━━━ Given records

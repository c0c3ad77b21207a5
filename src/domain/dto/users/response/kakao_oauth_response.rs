//! 카카오 OAuth 연동 관련 응답 DTO

use serde::{Deserialize, Serialize};

/// 카카오 토큰 엔드포인트 응답
///
/// 인가 코드를 교환하면 내려오는 구조입니다. 이 중 로컬 계정에
/// 기록되는 것은 `access_token` 하나뿐입니다.
#[derive(Debug, Clone, Serialize, Deserialize)]
pub struct KakaoTokenResponse {
    pub access_token: String,
    pub token_type: String,
    #[serde(default)]
    pub refresh_token: Option<String>,
    #[serde(default)]
    pub expires_in: Option<i64>,
    #[serde(default)]
    pub refresh_token_expires_in: Option<i64>,
    #[serde(default)]
    pub scope: Option<String>,
}

/// 프론트엔드에 전달하는 카카오 로그인 시작 정보
#[derive(Debug, Serialize, Deserialize)]
pub struct OAuthLoginUrlResponse {
    /// 사용자를 리디렉션할 카카오 인가 페이지 URL
    pub login_url: String,
    /// 콜백 검증에 사용할 state 값
    pub state: String,
}
//! 인증 미들웨어가 주입하는 회원 식별 정보

use std::future::{ready, Ready};
use actix_web::{Error, FromRequest, HttpMessage, HttpRequest};
use serde::{Deserialize, Serialize};
use crate::domain::entities::users::user::Role;

/// JWT 토큰에서 추출된 회원 정보
///
/// 등급 변경이나 로그아웃처럼 "이미 검증된 주체" 를 요구하는 연산은
/// 이 구조체를 통해 호출자의 신원을 전달받습니다.
#[derive(Debug, Clone, Serialize, Deserialize)]
pub struct AuthenticatedUser {
    /// 회원 고유 ID
    pub user_id: String,

    /// 토큰 발급 시점의 회원 등급
    pub role: Role,
}

impl AuthenticatedUser {
    /// 특정 등급인지 확인
    pub fn has_role(&self, role: Role) -> bool {
        self.role == role
    }

    /// 프리미엄 회원인지 확인
    pub fn is_premium(&self) -> bool {
        self.has_role(Role::Premium)
    }
}

/// ActixWeb FromRequest trait 구현
impl FromRequest for AuthenticatedUser {
    type Error = Error;
    type Future = Ready<actix_web::Result<Self, Self::Error>>;

    fn from_request(req: &HttpRequest, _payload: &mut actix_web::dev::Payload) -> Self::Future {
        match req.extensions().get::<AuthenticatedUser>() {
            Some(user) => ready(Ok(user.clone())),
            None => ready(Err(actix_web::error::ErrorUnauthorized(
                "인증되지 않은 요청입니다"
            ))),
        }
    }
}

━━━━━━

What this task involves: For the records above, state how many lines contain "String". Add nothing to the number.

Reply: 7